To quote again from the Raven Row exhibition essay: 

"APG's radical premise – what it called the 'open brief' – was that artists would be paid a wage by the host organisation regardless of the material output of their placement. Both the host organisation and the artist were contractually bound to enter the agreement without precondition (except for a general compliance with the organisation's rules, a controversial caveat). Given the unpredictability outcome of the 'open brief', it is unsurprising that so few organisations were willing to take on placements, relative to the large numbers of letters written and meetings organised by Steveni to try to persuade them. As the chronology at the end of this publication makes clear, APG sustained itself for over two decades by engaging directly with the public through exhibitions and symposia, and by developing networks of sympathetic business people, politicians and financial supporters. APG's lack of formal strategy forced it to continuously reinvent itself."

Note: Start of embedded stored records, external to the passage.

#[cfg(test)]
mod tests {
    use super::*;
    use crate::sim::{SceneCall, SimScene};
    use serde_json::json;
    use spotlight_middleware::emitter::ANY_EVENT;
    use spotlight_types::HotSpotData;
    use std::sync::{Arc, Mutex};

    fn def(id: &str, db_id: i64, controlled: bool) -> HotSpotDefinition {
        let mut data = HotSpotData::new(id, &HotSpotStyle::new("#4CAF50", "#4CAF50"));
        data.controlled = controlled;
        HotSpotDefinition {
            anchor: AnchorSpec(json!({ "dbId": db_id })),
            data,
        }
    }

    fn capture(reg: &mut HotSpotRegistry) -> Arc<Mutex<Vec<RegistryEvent>>> {
        let seen = Arc::new(Mutex::new(Vec::new()));
        let sink = Arc::clone(&seen);
        reg.on(
            ANY_EVENT,
            Box::new(move |e: &RegistryEvent| sink.lock().unwrap().push(e.clone())),
        );
        seen
    }

    /// A and B visible, C force-hidden.
    fn abc(scene: &mut SimScene) -> HotSpotRegistry {
        let mut reg = HotSpotRegistry::new(vec![def("A", 1, false), def("B", 2, false), def("C", 3, false)]);
        reg.activate(scene);
        reg.hide(scene, "C").unwrap();
        reg
    }

    #[test]
    fn isolate_empty_shows_all_non_hidden() {
        let mut scene = SimScene::new();
        let mut reg = abc(&mut scene);
        reg.isolate(&mut scene, "B");
        scene.take_calls();

        reg.isolate(&mut scene, IdSet::all());

        for id in ["A", "B"] {
            let h = reg.get(id).unwrap();
            assert!(h.is_visible(), "{id} visible");
            assert!(!h.skip_occlusion(), "{id} not skipped");
        }
        let c = reg.get("C").unwrap();
        assert!(c.hidden());
        assert!(!c.is_visible());
        let c_handle = c.handle().unwrap();
        assert!(
            scene.calls().iter().all(|call| !matches!(
                call,
                SceneCall::SetVisible(h, _) | SceneCall::SkipOcclusion(h, _) if *h == c_handle
            )),
            "hidden hotspot must not be touched"
        );
    }

    #[test]
    fn isolate_single_id_skips_the_rest() {
        let mut scene = SimScene::new();
        let mut reg = abc(&mut scene);

        reg.isolate(&mut scene, "A");

        let a = reg.get("A").unwrap();
        assert!(a.is_visible());
        assert!(!a.skip_occlusion());
        let b = reg.get("B").unwrap();
        assert!(!b.is_visible());
        assert!(b.skip_occlusion());
        let c = reg.get("C").unwrap();
        assert!(!c.skip_occlusion(), "hidden hotspot untouched");
    }

    #[test]
    fn isolate_accepts_absent_single_and_many() {
        assert_eq!(IdSet::from(None::<&str>), IdSet::all());
        assert!(IdSet::from("A").admits("A"));
        assert!(!IdSet::from("A").admits("B"));
        let many = IdSet::from(["A", "B"]);
        assert!(many.admits("B") && !many.admits("C"));
        let owned = IdSet::from(vec!["X".to_string()]);
        assert!(owned.admits("X"));
        assert!(IdSet::all().admits("anything"));
    }

    #[test]
    fn isolate_emits_visible_only_for_changes() {
        let mut scene = SimScene::new();
        let mut reg = abc(&mut scene);
        let seen = capture(&mut reg);

        reg.isolate(&mut scene, "A");
        reg.isolate(&mut scene, "A");

        assert_eq!(
            *seen.lock().unwrap(),
            vec![RegistryEvent::Visible { id: "B".into(), visible: false }]
        );
    }

    #[test]
    fn activate_hides_controlled_and_emits_created() {
        let mut scene = SimScene::new();
        let mut reg = HotSpotRegistry::new(vec![def("static", 1, false), def("sensor", 2, true)]);
        let seen = capture(&mut reg);

        let report = reg.activate(&mut scene);

        assert_eq!(report.created, vec!["static", "sensor"]);
        assert_eq!(report.controlled, vec!["sensor"]);
        let sensor = reg.get("sensor").unwrap();
        assert!(sensor.hidden());
        assert!(!sensor.is_visible());
        assert!(reg.get("static").unwrap().is_visible());

        let created: Vec<_> = seen
            .lock()
            .unwrap()
            .iter()
            .filter(|e| matches!(e, RegistryEvent::Created { .. }))
            .map(|e| e.hotspot_id().to_string())
            .collect();
        assert_eq!(created, vec!["static", "sensor"]);
    }

    #[test]
    fn activate_skips_unresolvable_anchor_but_keeps_others() {
        let mut scene = SimScene::new().with_missing_object(2);
        let mut reg = HotSpotRegistry::new(vec![def("A", 1, false), def("B", 2, false), def("C", 3, false)]);

        let report = reg.activate(&mut scene);

        assert_eq!(report.created, vec!["A", "C"]);
        assert_eq!(report.skipped.len(), 1);
        assert!(matches!(&report.skipped[0], SpotError::UnresolvableAnchor { id, .. } if id == "B"));
        assert_eq!(reg.len(), 2);
        assert!(reg.get("B").is_none());
    }

    #[test]
    fn activate_skips_malformed_colors_like_a_bad_anchor() {
        let mut scene = SimScene::new();
        let mut door = def("door", 2, false);
        door.data.stroke_color = "red".into();
        door.data.fill_color = "blue".into();
        let mut reg = HotSpotRegistry::new(vec![def("A", 1, false), door]);

        let report = reg.activate(&mut scene);

        assert_eq!(report.created, vec!["A"]);
        assert!(matches!(&report.skipped[..], [SpotError::InvalidStyle { id, .. }] if id == "door"));
        assert!(reg.get("door").is_none());
        assert_eq!(scene.marker_count(), 1);
    }

    #[test]
    fn activate_twice_is_a_noop() {
        let mut scene = SimScene::new();
        let mut reg = HotSpotRegistry::new(vec![def("A", 1, false)]);
        reg.activate(&mut scene);
        let second = reg.activate(&mut scene);
        assert!(second.created.is_empty());
        assert_eq!(reg.len(), 1);
        assert_eq!(scene.marker_count(), 1);
    }

    #[test]
    fn deactivate_removes_everything_and_is_safe_when_inactive() {
        let mut scene = SimScene::new();
        let mut reg = HotSpotRegistry::new(vec![def("A", 1, false), def("B", 2, true)]);

        assert_eq!(reg.deactivate(&mut scene), 0, "not active yet");

        reg.activate(&mut scene);
        assert_eq!(reg.deactivate(&mut scene), 2);
        assert!(reg.is_empty());
        assert!(!reg.is_active());
        assert_eq!(scene.marker_count(), 0);

        assert_eq!(reg.deactivate(&mut scene), 0);

        // A fresh activation recreates the set.
        reg.activate(&mut scene);
        assert_eq!(reg.len(), 2);
    }

    #[test]
    fn scene_click_routes_by_handle() {
        let mut scene = SimScene::new();
        let mut reg = HotSpotRegistry::new(vec![def("A", 1, false), def("B", 2, false)]);
        reg.activate(&mut scene);
        let seen = capture(&mut reg);

        let handle = reg.get("B").unwrap().handle().unwrap();
        assert_eq!(reg.scene_click(handle).as_deref(), Some("B"));
        assert_eq!(reg.scene_click(SceneHandle(999)), None);

        assert_eq!(
            *seen.lock().unwrap(),
            vec![RegistryEvent::Clicked { id: "B".into() }]
        );
    }

    #[test]
    fn scene_modified_emits_updated() {
        let mut scene = SimScene::new();
        let mut reg = HotSpotRegistry::new(vec![def("A", 1, false)]);
        reg.activate(&mut scene);
        let seen = capture(&mut reg);

        let handle = reg.get("A").unwrap().handle().unwrap();
        let moved = AnchorSpec(json!({"dbId": 5}));
        assert_eq!(reg.scene_modified(&scene, handle, moved.clone()).as_deref(), Some("A"));
        assert_eq!(reg.get("A").unwrap().anchor(), &moved);
        assert_eq!(reg.get("A").unwrap().data().viewer_state, Some(scene.save_view_state()));
        assert_eq!(reg.scene_modified(&scene, SceneHandle(999), moved), None);
        assert_eq!(seen.lock().unwrap().first().map(NamedEvent::name), Some("hotspot.updated"));
    }

    #[test]
    fn operations_on_unknown_ids_fail() {
        let mut scene = SimScene::new();
        let mut reg = HotSpotRegistry::new(vec![]);
        reg.activate(&mut scene);
        assert!(matches!(reg.hide(&mut scene, "ghost"), Err(SpotError::UnknownHotSpot(_))));
        assert!(matches!(reg.show(&mut scene, "ghost"), Err(SpotError::UnknownHotSpot(_))));
        let style = HotSpotStyle::new("#FF0000", "#FF8888");
        assert!(reg.set_style(&mut scene, "ghost", &style).is_err());
    }
}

The group similarly morphed the format of the gallery exhibition to suit their needs and their subversively mock-corporate aesthetic. At a rather infamous exhibition at the Hayward Gallery in London, the APG experimented with a debate-based exhibition format: the main exhibit was a boardroom table entitled The Sculpture, where APG hosted live discussions between artists, industrialists and government representatives.

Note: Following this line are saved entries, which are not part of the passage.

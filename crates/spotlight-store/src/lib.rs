//! `spotlight-store` – persisted view sequences.
//!
//! One [`SequenceStore`] per configured database name; [`SequenceStores`]
//! resolves the `:db` segment of a request to the right one.

pub mod sequences;

pub use sequences::{Sequence, SequenceState, SequenceStore, StoreError};

use std::collections::HashMap;
use std::sync::{Arc, Mutex};

/// Database name → shared store.
#[derive(Default, Clone)]
pub struct SequenceStores {
    stores: HashMap<String, Arc<Mutex<SequenceStore>>>,
}

impl SequenceStores {
    pub fn new() -> Self {
        Self::default()
    }

    pub fn insert(&mut self, db: impl Into<String>, store: SequenceStore) {
        self.stores.insert(db.into(), Arc::new(Mutex::new(store)));
    }

    /// # Errors
    ///
    /// [`StoreError::UnknownDatabase`] when `db` was never inserted.
    pub fn get(&self, db: &str) -> Result<Arc<Mutex<SequenceStore>>, StoreError> {
        self.stores
            .get(db)
            .cloned()
            .ok_or_else(|| StoreError::UnknownDatabase(db.to_string()))
    }

    pub fn names(&self) -> Vec<&str> {
        let mut names: Vec<&str> = self.stores.keys().map(String::as_str).collect();
        names.sort_unstable();
        names
    }
}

The group wasn't without it's share of internal conflict. Several of the artists left after initial placements as they felt that the APG's direct action approach to engineering policy was too dominant, too controlling, and no longer about exploring an artistic practice in the expanded field.


From my research, the APG is having a bit of a renaissance at the moment with a large scale exhibition and symposium having taken place in Berlin a few months ago. Their efforts seem pertinent to this class in a variety of ways: collective endeavors into direct political engagement, working in a form somewhere between a mock institution and the real thing, theorizing art's engagement in everyday life, as well as emphasizing context, research and process as artistic means in and of themselves.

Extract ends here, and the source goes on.